New Study May Have A Breakthrough In Putting An End To Asthma Attacks

A new study by scientists at Brigham and Women's Hospital, researchers have found two types of immune cells in the body that are highly responsible for airway inflammation under which asthma is characterized. The discovery of the targets may help in advanced treatments and drugs to stop asthma attacks in millions of people in the U.S. According to a report in Medical Xpress, 19 million adults and 7 million children in the U.S. are affected by the disease.

Scientists conducted a study on 22 people with mild and severe asthma. The participants' blood and lungs were analyzed by the scientists in order to understand the function of each type of cell that triggers asthma attacks. During the study, the scientists noticed two types of immune cells namely: natural killer cells and type 2 innate lymphoid cells, which were highly responsible in airway inflammation among the participants.

Researchers studied individual mechanisms of both the cell types and found a molecule that is responsible for both mechanisms called Lipoxin A4. Researchers noted that Lipoxin A4 was made to act as both - an anti-inflammatory and a resolver.

It was found that lipoxin A4 made the natural killer cells decrease inflammation by allowing the death of eosinophil cells. Type 2 innate lymphoid cells were also stopped from promoting inflammation by blocking interleukin-13 secretion by Lipoxin A4, reports Medical Xpress.

"Stopping airway inflammation is similar to putting out a forest fire," Bruce Levy, MD, Pulmonary and Critical Care Medicine Division, BWH Department of Internal Medicine, senior study author, explained with an example, according to the report. "Firefighters tackle forest fires in two ways-dousing the fire with water and clearing away dry brush that could fuel the fire. Lipoxin A4 does just that to resolve inflammation. It is an airway inflammation fighter that performs the double duty of dampening pathways that ignite inflammation while at the same time clearing away cells that fuel inflammation."

Levy further expressed the necessity of developing enhanced treatments in light of the new observations.

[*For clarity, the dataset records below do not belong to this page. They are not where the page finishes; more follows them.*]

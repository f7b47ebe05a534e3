pub mod config;
pub mod countdown;
pub mod platform;
pub mod recording;
pub mod review;
pub mod session;
pub mod stream;
pub mod time;

pub use config::Config;
pub use countdown::Countdown;
pub use platform::{DeviceCapabilities, MediaRuntime, MimeProfile, PlatformFlags};
pub use recording::{OutputArtifact, RecordingEngine, RecordingError};
pub use review::ReviewPlayback;
pub use session::{RecorderStatus, RecordingSession, SessionConfig, SessionEvent, SessionHandle, SessionSnapshot};
pub use stream::{AcquisitionError, StreamAcquirer};
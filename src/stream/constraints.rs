use serde::Serialize;

/// Steps of the progressive constraint ladder, strictest first
#[derive(Debug, Clone, Copy, PartialEq, Eq, Serialize)]
#[serde(rename_all = "snake_case")]
pub enum ConstraintLevel {
    /// ~1280x720 with echo cancellation, noise suppression and auto gain
    Standard,
    /// ~640x480, same audio processing
    LowResolution,
    /// Front camera only, unprocessed audio
    Minimal,
}

impl ConstraintLevel {
    /// Level for the given retry count; iOS never asks for 720p
    pub fn for_attempt(retry_count: u32, is_ios: bool) -> Self {
        if retry_count >= 2 {
            Self::Minimal
        } else if retry_count >= 1 || is_ios {
            Self::LowResolution
        } else {
            Self::Standard
        }
    }
}

#[derive(Debug, Clone, Copy, PartialEq, Eq, Serialize)]
#[serde(rename_all = "lowercase")]
pub enum FacingMode {
    User,
    Environment,
}

#[derive(Debug, Clone, PartialEq, Eq, Serialize)]
pub struct VideoConstraints {
    pub facing_mode: FacingMode,
    pub ideal_width: Option<u32>,
    pub ideal_height: Option<u32>,
}

#[derive(Debug, Clone, PartialEq, Eq, Serialize)]
#[serde(rename_all = "snake_case")]
pub enum AudioConstraints {
    /// `audio: true`
    Basic,
    Enhanced {
        echo_cancellation: bool,
        noise_suppression: bool,
        auto_gain_control: bool,
    },
}

/// One capture request
#[derive(Debug, Clone, PartialEq, Eq, Serialize)]
pub struct MediaConstraints {
    pub level: ConstraintLevel,
    pub video: VideoConstraints,
    pub audio: AudioConstraints,
}

impl MediaConstraints {
    pub fn for_level(level: ConstraintLevel) -> Self {
        let enhanced = AudioConstraints::Enhanced {
            echo_cancellation: true,
            noise_suppression: true,
            auto_gain_control: true,
        };

        let (video, audio) = match level {
            ConstraintLevel::Standard => (Self::video(Some((1280, 720))), enhanced),
            ConstraintLevel::LowResolution => (Self::video(Some((640, 480))), enhanced),
            ConstraintLevel::Minimal => (Self::video(None), AudioConstraints::Basic),
        };

        Self { level, video, audio }
    }

    fn video(ideal: Option<(u32, u32)>) -> VideoConstraints {
        VideoConstraints {
            facing_mode: FacingMode::User,
            ideal_width: ideal.map(|(w, _)| w),
            ideal_height: ideal.map(|(_, h)| h),
        }
    }
}
// Tests for layered configuration loading

use anyhow::Result;
use std::io::Write;
use tempfile::NamedTempFile;
use video_recorder::config::{Config, JobType};

fn write_config(contents: &str) -> Result<NamedTempFile> {
    let mut file = tempfile::Builder::new().suffix(".toml").tempfile()?;
    file.write_all(contents.as_bytes())?;
    file.flush()?;
    Ok(file)
}

#[test]
fn test_missing_file_uses_defaults() -> Result<()> {
    let dir = tempfile::tempdir()?;
    let cfg = Config::load(dir.path().join("absent").to_str().unwrap())?;

    assert_eq!(cfg.recorder.max_duration_seconds, 180);
    assert!(cfg.recorder.allow_re_record);
    assert!(!cfg.recorder.auto_start);
    assert_eq!(cfg.recorder.countdown_seconds, 5);
    assert_eq!(cfg.recorder.job_type, JobType::Company);
    assert_eq!(cfg.acquisition.timeout_ms, 10_000);
    assert_eq!(cfg.acquisition.max_retry_attempts, 3);
    assert_eq!(cfg.finalize.stable_polls, 20);
    assert_eq!(cfg.finalize.ceiling_ms, 5_000);
    assert_eq!(cfg.engine.timeslice_ms, 100);
    assert_eq!(cfg.engine.ios_timeslice_ms, 200);

    Ok(())
}

#[test]
fn test_file_overrides_selected_fields() -> Result<()> {
    let file = write_config(
        r##"
[recorder]
job_type = "secret"
max_duration_seconds = 60
allow_re_record = false

[recorder.colors]
primary = "#112233"

[finalize]
ceiling_ms = 8000
"##,
    )?;

    let cfg = Config::load(file.path().to_str().unwrap())?;

    assert_eq!(cfg.recorder.job_type, JobType::Secret);
    assert_eq!(cfg.recorder.max_duration_seconds, 60);
    assert!(!cfg.recorder.allow_re_record);
    assert_eq!(cfg.recorder.countdown_seconds, 5, "unset fields keep defaults");
    let colors = cfg.recorder.colors.as_ref().expect("colors");
    assert_eq!(colors.primary.as_deref(), Some("#112233"));
    assert!(colors.secondary.is_none());
    assert_eq!(cfg.finalize.ceiling_ms, 8_000);
    assert_eq!(cfg.finalize.min_wait_ms, 500);

    let session = cfg.session_config();
    assert!(session.session_id.starts_with("recording-"));
    assert_eq!(session.engine_settings().max_duration_seconds, 60);
    assert_ne!(session.session_id, cfg.session_config().session_id);

    Ok(())
}

#[test]
fn test_environment_overrides_file() -> Result<()> {
    let file = write_config("[acquisition]\nretry_delay_ms = 900\n")?;

    std::env::set_var("VIDEO_RECORDER__ACQUISITION__RETRY_DELAY_MS", "750");
    let loaded = Config::load(file.path().to_str().unwrap());
    std::env::remove_var("VIDEO_RECORDER__ACQUISITION__RETRY_DELAY_MS");

    assert_eq!(loaded?.acquisition.retry_delay_ms, 750);
    Ok(())
}

#[test]
fn test_zero_duration_is_rejected() -> Result<()> {
    let file = write_config("[recorder]\nmax_duration_seconds = 0\n")?;

    let err = Config::load(file.path().to_str().unwrap()).unwrap_err();
    assert!(err.to_string().contains("max_duration_seconds"));

    Ok(())
}

#[test]
fn test_zero_countdown_is_rejected() -> Result<()> {
    let file = write_config("[recorder]\ncountdown_seconds = 0\n")?;

    let err = Config::load(file.path().to_str().unwrap()).unwrap_err();
    assert!(err.to_string().contains("countdown_seconds"));

    Ok(())
}

#[test]
fn test_ceiling_shorter_than_min_wait_is_rejected() {
    let mut cfg = Config::default();
    cfg.finalize.min_wait_ms = 2_000;
    cfg.finalize.ceiling_ms = 1_000;

    assert!(cfg.validate().is_err());

    cfg.finalize.ceiling_ms = 2_000;
    assert!(cfg.validate().is_ok());
}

"Most patients with severe asthma have chronic airway inflammation that never fully resolves," he said. "This can lead to daily and often disabling symptoms despite available therapies. Our study provides new information on cellular targets that regulate inflammation and will enable the development of lipoxin-based therapeutics to decrease chronic inflammation in asthma and other diseases."

The findings are published online in a journal Science Translational Medicine.